Por supuesto, todos estos cálculos tienen en cuenta una estimación de transmisión más allá de las expectativas de cualquiera. Según el número de casos que existen hoy y los modelos matemáticos empleados por los científicos, las estimaciones más pesimistas son que la enfermedad alcanzará a alrededor del 0,1 % de la población mundial (o 7,7 millones de personas) antes de ser contenida si se mantiene la curva de transmisión, lo que significaría que, en total, morirían unas 308 personas, lo que convertiría a la COVID-19 en la enfermedad más letal surgida en el siglo XXI.

Y, por supuesto, esa es una estimación teniendo en cuenta la tasa de mortalidad que tenemos al momento de escribir, que es de alrededor del 4%. Esta cifra ya es superior a la de principios de marzo, cuando la tasa de mortalidad por la enfermedad era del 3,5%, y puede acabar cambiando (tanto al alza como a la baja) a medida que se siga propagando.

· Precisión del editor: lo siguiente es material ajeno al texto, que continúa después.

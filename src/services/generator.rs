//! Synthetic transaction generator.
//! Every field is drawn independently from its own distribution.

use chrono::{SubsecRound, Utc};
use fake::faker::address::en::{CityName, CountryName};
use fake::faker::company::en::CompanyName;
use fake::faker::internet::en::Username;
use fake::Fake;
use rand::Rng;
use std::net::Ipv4Addr;
use uuid::Uuid;

use crate::domain::transaction::{MAX_AMOUNT, MIN_AMOUNT, VOUCHER_CODE};
use crate::domain::{Currency, PaymentMethod, Transaction};

/// Two empty slots against one code gives a voucher on a third of records.
const VOUCHER_CHOICES: [&str; 3] = ["", VOUCHER_CODE, ""];

/// Generates one transaction from the thread-local RNG.
pub fn generate() -> Transaction {
    generate_with_rng(&mut rand::thread_rng())
}

pub fn generate_with_rng<R: Rng + ?Sized>(rng: &mut R) -> Transaction {
    Transaction {
        transaction_id: random_uuid(rng),
        user_id: Username().fake_with_rng(rng),
        // Postgres keeps microseconds; truncating here keeps the stored row equal to the value.
        timestamp: Utc::now().trunc_subsecs(6),
        amount: random_amount(rng),
        currency: Currency::ALL[rng.gen_range(0..Currency::ALL.len())],
        city: CityName().fake_with_rng(rng),
        country: CountryName().fake_with_rng(rng),
        merchant_name: CompanyName().fake_with_rng(rng),
        payment_method: PaymentMethod::ALL[rng.gen_range(0..PaymentMethod::ALL.len())],
        ip_address: Ipv4Addr::from(rng.gen::<[u8; 4]>()),
        voucher_code: VOUCHER_CHOICES[rng.gen_range(0..VOUCHER_CHOICES.len())].to_string(),
        affiliate_id: random_uuid(rng),
    }
}

fn random_uuid<R: Rng + ?Sized>(rng: &mut R) -> Uuid {
    uuid::Builder::from_random_bytes(rng.gen()).into_uuid()
}

fn random_amount<R: Rng + ?Sized>(rng: &mut R) -> f64 {
    let raw = rng.gen_range(MIN_AMOUNT..=MAX_AMOUNT);
    ((raw * 100.0).round() / 100.0).clamp(MIN_AMOUNT, MAX_AMOUNT)
}

#[cfg(test)]
mod tests {
    use super::*;
    use rand::rngs::StdRng;
    use rand::SeedableRng;
    use std::collections::HashSet;

    const DRAWS: usize = 2_000;

    fn batch(seed: u64) -> Vec<Transaction> {
        let mut rng = StdRng::seed_from_u64(seed);
        (0..DRAWS).map(|_| generate_with_rng(&mut rng)).collect()
    }

    #[test]
    fn test_amount_within_range_and_rounded() {
        for tx in batch(1) {
            assert!(
                (MIN_AMOUNT..=MAX_AMOUNT).contains(&tx.amount),
                "amount out of range: {}",
                tx.amount
            );
            let cents = tx.amount * 100.0;
            assert!(
                (cents - cents.round()).abs() < 1e-6,
                "amount has more than 2 decimals: {}",
                tx.amount
            );
        }
    }

    #[test]
    fn test_enumerated_fields_come_from_fixed_sets() {
        let txs = batch(2);
        let currencies: HashSet<&str> = txs.iter().map(|t| t.currency.as_str()).collect();
        let methods: HashSet<&str> = txs.iter().map(|t| t.payment_method.as_str()).collect();

        let allowed_currencies: HashSet<&str> = ["USD", "GBP", "MAD"].into_iter().collect();
        let allowed_methods: HashSet<&str> = ["credit_card", "debit_card", "online_transfer"]
            .into_iter()
            .collect();

        assert_eq!(currencies, allowed_currencies);
        assert_eq!(methods, allowed_methods);
    }

    #[test]
    fn test_voucher_code_is_empty_or_fixed() {
        let txs = batch(3);
        assert!(txs
            .iter()
            .all(|t| t.voucher_code.is_empty() || t.voucher_code == VOUCHER_CODE));

        let with_voucher = txs.iter().filter(|t| t.has_voucher()).count();
        // Expected share is a third; leave generous slack for the seeded run.
        assert!(with_voucher > DRAWS / 5, "too few vouchers: {}", with_voucher);
        assert!(with_voucher < DRAWS / 2, "too many vouchers: {}", with_voucher);
    }

    #[test]
    fn test_identifiers_are_independent_v4_uuids() {
        let txs = batch(4);
        let mut seen = HashSet::new();
        for tx in &txs {
            assert_eq!(tx.transaction_id.get_version_num(), 4);
            assert_eq!(tx.affiliate_id.get_version_num(), 4);
            assert_ne!(tx.transaction_id, tx.affiliate_id);
            assert!(seen.insert(tx.transaction_id));
        }
    }

    #[test]
    fn test_text_fields_are_populated() {
        for tx in batch(5).iter().take(100) {
            assert!(!tx.user_id.is_empty());
            assert!(!tx.city.is_empty());
            assert!(!tx.country.is_empty());
            assert!(!tx.merchant_name.is_empty());
        }
    }

    #[test]
    fn test_timestamp_has_microsecond_precision() {
        let tx = generate();
        assert_eq!(tx.timestamp.timestamp_subsec_nanos() % 1_000, 0);
        assert!(tx.timestamp <= Utc::now());
    }

    #[test]
    fn test_consecutive_calls_differ() {
        let a = generate();
        let b = generate();
        assert_ne!(a.transaction_id, b.transaction_id);
    }
}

Por lo tanto, esto es solo un ejercicio teórico y no debe considerarse como prueba de nada.

Este ejercicio solo sirve para una cosa: ayudar a entender por qué se habla tanto de “aplanar la curva”: aunque en teoría no es la enfermedad más peligrosa que nos hemos encontrado, su alta capacidad de transmisión hace posible que sea una de los más mortíferos si no se trata con la debida seriedad, y por eso es tan importante implementar medidas que apunten a reducir al máximo la capacidad humana de transmitir el virus a otras personas –como es el caso de las cuarentenas y la autodeterminación–. -aislamientos.